Welsh coal mine active 1889-1988

Abercynon Colliery was a coal mine located in Abercynon, South Wales. It was opened in 1889 and closed in 1988.

==Development==
The colliery was developed at a cost of £270,000 from 1889, by the Dowlais Iron Company, to feed a new steel works in Cardiff. Initially known as the Dowlais Cardiff Colliery, the two shafts were sunk to the Nine Feet coal seam at depths of 740 yards (South - upcast) and 753 yards (North - downcast).

===Accidents===
Eighteen men lost their lives during development, including eight on 23 January 1893 and six on 9 September 1895. An underground haulage accident on 28 April 1906 cost the lives of five men.

==Production==
In 1903 the pit passed into the hands of Guest Keen and Nettlefolds Ltd, at which point it employed 2,502 men. By 1923 the colliery was producing from the Six Feet, Nine Feet and Upper Four Feet seams, employing 2,794 men. In 1931 it was taken over by Welsh Associated Collieries, who were absorbed into Powell Duffryn Company Ltd. in 1936.

Nationalisation took place on 1 January 1947, but the returning miners wanted better conditions, and many choose to commute to work at the newly developed Treforest Trading Estate. Now only employing 1,100 men, the vacancies were in part filled by displaced and stateless Europeans, but even special allowances did not fulfil the labour needs of the mines.

Following development of the A470 in the late 1960s, its distinct winding head gear in blue with very long backstays supported by transitional struts, became a distinct welcoming sign for travellers towards Merthyr Tydfil.

The winding engines were some of the most powerful in the South Wales coalfield. The South had a single electric motor producing 1600 hp and the North had a twin drive system which had a rating of 3200 hp.

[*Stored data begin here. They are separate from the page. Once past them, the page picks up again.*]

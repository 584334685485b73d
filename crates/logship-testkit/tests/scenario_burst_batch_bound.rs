//! S4-shaped scenario: a burst of records far larger than BATCH_SIZE
//! produces a bounded number of batches, and every record is eventually
//! committed (spec §8, invariant 5 and scenario S4).

use logship_ingest::Batcher;
use logship_model::{LogRecord, PushType, RawFields};
use logship_testkit::FakeStore;

fn record(n: usize) -> LogRecord {
    let raw = RawFields {
        output: format!("line {n}"),
        service: "auth".into(),
        ..Default::default()
    };
    LogRecord::from_fields(
        raw,
        "app1".into(),
        "login".into(),
        PushType::Tcp,
        chrono::Utc::now(),
    )
    .unwrap()
}

#[tokio::test]
async fn burst_of_200_stays_within_batch_bound() {
    let store = FakeStore::new();
    let batcher = Batcher::new(store.clone(), 20, 1000);

    for n in 0..200 {
        assert!(batcher.admit(record(n)).await);
    }
    batcher.flush().await; // drain any partial remainder

    assert_eq!(batcher.received_count(), 200);
    assert_eq!(batcher.inserted_count(), 200);
    assert_eq!(store.committed_records().len(), 200);
    assert!(store.batch_count() <= 200usize.div_ceil(20) + 1);
}
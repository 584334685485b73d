//! gRPC receiver (spec §4.4.1): `SendLog` carries schema by name, not ID.

use std::sync::Arc;

use tonic::transport::Server;
use tonic::{Request, Response, Status};

use logship_model::{LogRecord, PushType, RawFields, DEFAULT_CLIENT_IP};
use logship_registry::derive_id;
use tokio::sync::broadcast;

use crate::proto::log_service_server::{LogService, LogServiceServer};
use crate::proto::{LogRequest, LogResponse};
use crate::Services;

pub struct GrpcReceiver {
    services: Arc<Services>,
}

impl GrpcReceiver {
    fn new(services: Arc<Services>) -> LogServiceServer<Self> {
        LogServiceServer::new(Self { services })
    }
}

#[tonic::async_trait]
impl LogService for GrpcReceiver {
    async fn send_log(
        &self,
        request: Request<LogRequest>,
    ) -> Result<Response<LogResponse>, Status> {
        let peer_ip = request
            .remote_addr()
            .map(|addr| addr.ip().to_string())
            .unwrap_or_else(|| DEFAULT_CLIENT_IP.to_string());
        let peer_addr = request
            .remote_addr()
            .map(|addr| addr.to_string())
            .unwrap_or_else(|| "unknown".to_string());
        let req = request.into_inner();

        if req.service.trim().is_empty() {
            return Ok(Response::new(LogResponse { success: false }));
        }

        let schema_name = match resolve_schema(&self.services, &req.schema).await {
            Some(name) => name,
            None => {
                tracing::error!(schema = %req.schema, "grpc: schema resolution failed");
                return Ok(Response::new(LogResponse { success: false }));
            }
        };

        let raw = RawFields {
            output: req.output,
            detail: req.detail,
            error_info: req.error_info,
            service: req.service,
            client_ip: peer_ip,
            client_addr: peer_addr,
            log_level: req.log_level,
            operator_id: req.operator_id,
            operator: req.operator,
            operator_ip: req.operator_ip,
            operator_equipment: req.operator_equipment,
            operator_company: req.operator_company,
            operator_project: req.operator_project,
        };

        let record = match LogRecord::from_fields(
            raw,
            schema_name,
            req.module,
            PushType::Grpc,
            chrono::Utc::now(),
        ) {
            Ok(record) => record,
            Err(err) => {
                tracing::warn!(error = %err, "grpc: rejected record");
                return Ok(Response::new(LogResponse { success: false }));
            }
        };

        match self.services.store.insert_one(&record).await {
            Ok(()) => Ok(Response::new(LogResponse { success: true })),
            Err(err) => {
                tracing::error!(error = %err, "grpc: insert failed");
                Ok(Response::new(LogResponse { success: false }))
            }
        }
    }
}

/// Schema resolution for gRPC is rebuild-and-wait first (the schema may
/// already exist upstream with a desynced cache), falling back to lazy
/// auto-creation on a genuine miss (spec §3 lifecycle: "created... lazily on
/// first gRPC receive with an unknown ID").
async fn resolve_schema(services: &Services, schema_name: &str) -> Option<String> {
    if schema_name.trim().is_empty() {
        return None;
    }

    let id = derive_id(schema_name);
    if let Ok(Some(name)) = services.registry.rebuild_and_wait(&id).await {
        if name == schema_name {
            return Some(name);
        }
    }

    services
        .registry
        .get_or_create_schema(schema_name)
        .await
        .ok()
        .map(|_| schema_name.to_string())
}

/// Binds the listener (probing from `base_port`), publishes the chosen port
/// in `GRPC_PORT`, and serves until `shutdown` fires.
pub async fn run(
    services: Arc<Services>,
    base_port: u16,
    mut shutdown: broadcast::Receiver<()>,
) -> anyhow::Result<()> {
    let (std_listener, port) = crate::ports::probe_tcp(base_port)?;
    std_listener.set_nonblocking(true)?;
    let listener = tokio::net::TcpListener::from_std(std_listener)?;
    std::env::set_var("GRPC_PORT", port.to_string());
    tracing::info!(port, "grpc receiver listening");

    let incoming = tokio_stream::wrappers::TcpListenerStream::new(listener);
    Server::builder()
        .add_service(GrpcReceiver::new(services))
        .serve_with_incoming_shutdown(incoming, async move {
            let _ = shutdown.recv().await;
        })
        .await?;
    Ok(())
}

In March 1975, it was linked underground via two parallel tunnels with Lady Windsor Colliery, which was situated on the other side of the mountain in Ynysybwl, to form a single production unit at a cost of £450,000. Coal was raised at the Lady Windsor end of the unit from a depth of 687 yards, with 1,150 men were producing 318,000 tons yearly from Six feet, Lower Nine feet and Seven feet seams. By 1981 manpower deployment broke down to 216 on development, 292 on the coalface, 342 underground and 305 on the surface.

==Closure==
The Lady Windsor Lodge assumed a leading role in the 1985/86 UK Miner's Strike, but on return to work the unit managed an impressive recovery obtaining 98% of expected output within a month.

The Lady Windsor/Abercynon unit was closed by British Coal in February 1988, with an estimated 25 years of workable coal left.